Work instructions:
Could you print all of the data below again, exactly?
*** Extracted material ***
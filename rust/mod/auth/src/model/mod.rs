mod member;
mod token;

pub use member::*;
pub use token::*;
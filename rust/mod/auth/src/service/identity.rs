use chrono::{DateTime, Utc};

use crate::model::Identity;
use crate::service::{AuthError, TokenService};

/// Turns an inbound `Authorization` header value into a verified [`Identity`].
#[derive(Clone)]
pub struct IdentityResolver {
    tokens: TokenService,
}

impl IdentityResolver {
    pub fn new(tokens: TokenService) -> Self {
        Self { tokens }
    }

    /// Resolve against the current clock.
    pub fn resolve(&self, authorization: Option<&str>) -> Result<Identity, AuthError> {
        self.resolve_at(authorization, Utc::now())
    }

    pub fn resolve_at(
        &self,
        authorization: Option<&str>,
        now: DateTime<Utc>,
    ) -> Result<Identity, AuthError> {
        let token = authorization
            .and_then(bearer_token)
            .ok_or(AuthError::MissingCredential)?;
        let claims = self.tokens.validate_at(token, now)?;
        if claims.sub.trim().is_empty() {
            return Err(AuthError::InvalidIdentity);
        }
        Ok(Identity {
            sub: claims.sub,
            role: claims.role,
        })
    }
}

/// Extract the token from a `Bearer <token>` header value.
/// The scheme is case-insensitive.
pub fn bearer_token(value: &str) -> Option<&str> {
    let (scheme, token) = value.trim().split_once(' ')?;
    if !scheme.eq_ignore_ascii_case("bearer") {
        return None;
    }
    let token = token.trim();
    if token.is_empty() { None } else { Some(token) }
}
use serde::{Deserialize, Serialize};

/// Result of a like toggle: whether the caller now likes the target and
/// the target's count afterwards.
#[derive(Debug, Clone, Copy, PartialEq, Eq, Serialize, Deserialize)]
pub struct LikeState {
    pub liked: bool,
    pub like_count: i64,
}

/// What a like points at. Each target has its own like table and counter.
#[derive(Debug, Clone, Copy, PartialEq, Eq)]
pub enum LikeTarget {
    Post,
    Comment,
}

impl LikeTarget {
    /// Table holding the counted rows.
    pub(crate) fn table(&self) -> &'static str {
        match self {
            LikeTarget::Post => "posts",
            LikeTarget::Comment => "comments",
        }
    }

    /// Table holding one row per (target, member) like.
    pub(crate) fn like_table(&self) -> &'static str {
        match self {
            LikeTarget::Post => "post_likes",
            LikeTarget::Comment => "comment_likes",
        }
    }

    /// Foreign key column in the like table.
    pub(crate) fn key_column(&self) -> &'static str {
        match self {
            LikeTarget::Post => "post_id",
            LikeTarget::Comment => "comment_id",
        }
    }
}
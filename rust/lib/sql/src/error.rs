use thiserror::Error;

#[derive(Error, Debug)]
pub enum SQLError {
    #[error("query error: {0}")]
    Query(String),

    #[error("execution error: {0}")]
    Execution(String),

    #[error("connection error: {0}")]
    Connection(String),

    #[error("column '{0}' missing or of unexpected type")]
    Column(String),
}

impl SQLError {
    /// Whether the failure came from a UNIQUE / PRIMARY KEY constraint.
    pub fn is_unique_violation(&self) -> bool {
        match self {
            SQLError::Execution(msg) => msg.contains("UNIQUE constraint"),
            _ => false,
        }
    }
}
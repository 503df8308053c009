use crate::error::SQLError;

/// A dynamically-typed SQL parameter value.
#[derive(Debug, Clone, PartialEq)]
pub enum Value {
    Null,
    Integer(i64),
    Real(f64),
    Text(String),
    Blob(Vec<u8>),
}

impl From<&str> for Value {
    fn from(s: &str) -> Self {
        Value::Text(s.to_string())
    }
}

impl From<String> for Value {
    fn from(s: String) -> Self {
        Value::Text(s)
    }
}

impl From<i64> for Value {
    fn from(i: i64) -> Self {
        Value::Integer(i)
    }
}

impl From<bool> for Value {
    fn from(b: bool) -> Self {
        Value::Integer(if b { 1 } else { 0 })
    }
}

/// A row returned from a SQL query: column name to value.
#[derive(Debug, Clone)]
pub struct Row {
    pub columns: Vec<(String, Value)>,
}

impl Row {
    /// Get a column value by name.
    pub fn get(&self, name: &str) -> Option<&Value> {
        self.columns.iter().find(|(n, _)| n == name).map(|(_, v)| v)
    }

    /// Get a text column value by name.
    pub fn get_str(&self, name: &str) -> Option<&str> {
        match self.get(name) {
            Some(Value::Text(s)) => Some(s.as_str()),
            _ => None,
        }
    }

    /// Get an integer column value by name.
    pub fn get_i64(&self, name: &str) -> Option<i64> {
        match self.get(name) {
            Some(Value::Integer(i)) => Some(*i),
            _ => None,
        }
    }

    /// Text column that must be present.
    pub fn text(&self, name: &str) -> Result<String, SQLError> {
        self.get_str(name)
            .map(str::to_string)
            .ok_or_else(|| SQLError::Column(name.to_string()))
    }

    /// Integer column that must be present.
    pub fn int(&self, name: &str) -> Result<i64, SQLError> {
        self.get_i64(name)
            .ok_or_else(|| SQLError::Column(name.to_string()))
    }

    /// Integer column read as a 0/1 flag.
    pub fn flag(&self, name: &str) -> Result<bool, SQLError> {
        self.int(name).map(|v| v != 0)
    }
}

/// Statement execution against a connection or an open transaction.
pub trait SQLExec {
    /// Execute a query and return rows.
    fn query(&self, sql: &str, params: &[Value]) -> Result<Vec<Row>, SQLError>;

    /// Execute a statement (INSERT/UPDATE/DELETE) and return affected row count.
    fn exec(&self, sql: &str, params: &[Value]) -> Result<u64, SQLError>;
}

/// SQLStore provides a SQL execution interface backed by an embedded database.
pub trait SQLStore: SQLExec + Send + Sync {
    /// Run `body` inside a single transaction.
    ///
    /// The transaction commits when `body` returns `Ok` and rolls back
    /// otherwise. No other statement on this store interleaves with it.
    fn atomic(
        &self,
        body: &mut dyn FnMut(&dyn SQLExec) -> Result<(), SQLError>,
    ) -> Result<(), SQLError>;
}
*** End of Extracted material ***
Answer space:
filename rust/mod/auth/src/model/mod.rs
mod member;
mod token;

pub use member::*;
pub use token::*;
filename rust/mod/auth/src/service/identity.rs
use chrono::{DateTime, Utc};

use crate::model::Identity;
use crate::service::{AuthError, TokenService};

/// Turns an inbound `Authorization` header value into a verified [`Identity`].
#[derive(Clone)]
pub struct IdentityResolver {
    tokens: TokenService,
}

impl IdentityResolver {
    pub fn new(tokens: TokenService) -> Self {
        Self { tokens }
    }

    /// Resolve against the current clock.
    pub fn resolve(&self, authorization: Option<&str>) -> Result<Identity, AuthError> {
        self.resolve_at(authorization, Utc::now())
    }

    pub fn resolve_at(
        &self,
        authorization: Option<&str>,
        now: DateTime<Utc>,
    ) -> Result<Identity, AuthError> {
        let token = authorization
            .and_then(bearer_token)
            .ok_or(AuthError::MissingCredential)?;
        let claims = self.tokens.validate_at(token, now)?;
        if claims.sub.trim().is_empty() {
            return Err(AuthError::InvalidIdentity);
        }
        Ok(Identity {
            sub: claims.sub,
            role: claims.role,
        })
    }
}

/// Extract the token from a `Bearer <token>` header value.
/// The scheme is case-insensitive.
pub fn bearer_token(value: &str) -> Option<&str> {
    let (scheme, token) = value.trim().split_once(' ')?;
    if !scheme.eq_ignore_ascii_case("bearer") {
        return None;
    }
    let token = token.trim();
    if token.is_empty() { None } else { Some(token) }
}
use serde::{Deserialize, Serialize};

/// Result of a like toggle: whether the caller now likes the target and
/// the target's count afterwards.
#[derive(Debug, Clone, Copy, PartialEq, Eq, Serialize, Deserialize)]
pub struct LikeState {
    pub liked: bool,
    pub like_count: i64,
}

/// What a like points at. Each target has its own like table and counter.
#[derive(Debug, Clone, Copy, PartialEq, Eq)]
pub enum LikeTarget {
    Post,
    Comment,
}

impl LikeTarget {
    /// Table holding the counted rows.
    pub(crate) fn table(&self) -> &'static str {
        match self {
            LikeTarget::Post => "posts",
            LikeTarget::Comment => "comments",
        }
    }

    /// Table holding one row per (target, member) like.
    pub(crate) fn like_table(&self) -> &'static str {
        match self {
            LikeTarget::Post => "post_likes",
            LikeTarget::Comment => "comment_likes",
        }
    }

    /// Foreign key column in the like table.
    pub(crate) fn key_column(&self) -> &'static str {
        match self {
            LikeTarget::Post => "post_id",
            LikeTarget::Comment => "comment_id",
        }
    }
}
filename rust/lib/sql/src/error.rs
use thiserror::Error;

#[derive(Error, Debug)]
pub enum SQLError {
    #[error("query error: {0}")]
    Query(String),

    #[error("execution error: {0}")]
    Execution(String),

    #[error("connection error: {0}")]
    Connection(String),

    #[error("column '{0}' missing or of unexpected type")]
    Column(String),
}

impl SQLError {
    /// Whether the failure came from a UNIQUE / PRIMARY KEY constraint.
    pub fn is_unique_violation(&self) -> bool {
        match self {
            SQLError::Execution(msg) => msg.contains("UNIQUE constraint"),
            _ => false,
        }
    }
}
repository 503df8308053c009
use crate::error::SQLError;

/// A dynamically-typed SQL parameter value.
#[derive(Debug, Clone, PartialEq)]
pub enum Value {
    Null,
    Integer(i64),
    Real(f64),
    Text(String),
    Blob(Vec<u8>),
}

impl From<&str> for Value {
    fn from(s: &str) -> Self {
        Value::Text(s.to_string())
    }
}

impl From<String> for Value {
    fn from(s: String) -> Self {
        Value::Text(s)
    }
}

impl From<i64> for Value {
    fn from(i: i64) -> Self {
        Value::Integer(i)
    }
}

impl From<bool> for Value {
    fn from(b: bool) -> Self {
        Value::Integer(if b { 1 } else { 0 })
    }
}

/// A row returned from a SQL query: column name to value.
#[derive(Debug, Clone)]
pub struct Row {
    pub columns: Vec<(String, Value)>,
}

impl Row {
    /// Get a column value by name.
    pub fn get(&self, name: &str) -> Option<&Value> {
        self.columns.iter().find(|(n, _)| n == name).map(|(_, v)| v)
    }

    /// Get a text column value by name.
    pub fn get_str(&self, name: &str) -> Option<&str> {
        match self.get(name) {
            Some(Value::Text(s)) => Some(s.as_str()),
            _ => None,
        }
    }

    /// Get an integer column value by name.
    pub fn get_i64(&self, name: &str) -> Option<i64> {
        match self.get(name) {
            Some(Value::Integer(i)) => Some(*i),
            _ => None,
        }
    }

    /// Text column that must be present.
    pub fn text(&self, name: &str) -> Result<String, SQLError> {
        self.get_str(name)
            .map(str::to_string)
            .ok_or_else(|| SQLError::Column(name.to_string()))
    }

    /// Integer column that must be present.
    pub fn int(&self, name: &str) -> Result<i64, SQLError> {
        self.get_i64(name)
            .ok_or_else(|| SQLError::Column(name.to_string()))
    }

    /// Integer column read as a 0/1 flag.
    pub fn flag(&self, name: &str) -> Result<bool, SQLError> {
        self.int(name).map(|v| v != 0)
    }
}

/// Statement execution against a connection or an open transaction.
pub trait SQLExec {
    /// Execute a query and return rows.
    fn query(&self, sql: &str, params: &[Value]) -> Result<Vec<Row>, SQLError>;

    /// Execute a statement (INSERT/UPDATE/DELETE) and return affected row count.
    fn exec(&self, sql: &str, params: &[Value]) -> Result<u64, SQLError>;
}

/// SQLStore provides a SQL execution interface backed by an embedded database.
pub trait SQLStore: SQLExec + Send + Sync {
    /// Run `body` inside a single transaction.
    ///
    /// The transaction commits when `body` returns `Ok` and rolls back
    /// otherwise. No other statement on this store interleaves with it.
    fn atomic(
        &self,
        body: &mut dyn FnMut(&dyn SQLExec) -> Result<(), SQLError>,
    ) -> Result<(), SQLError>;
}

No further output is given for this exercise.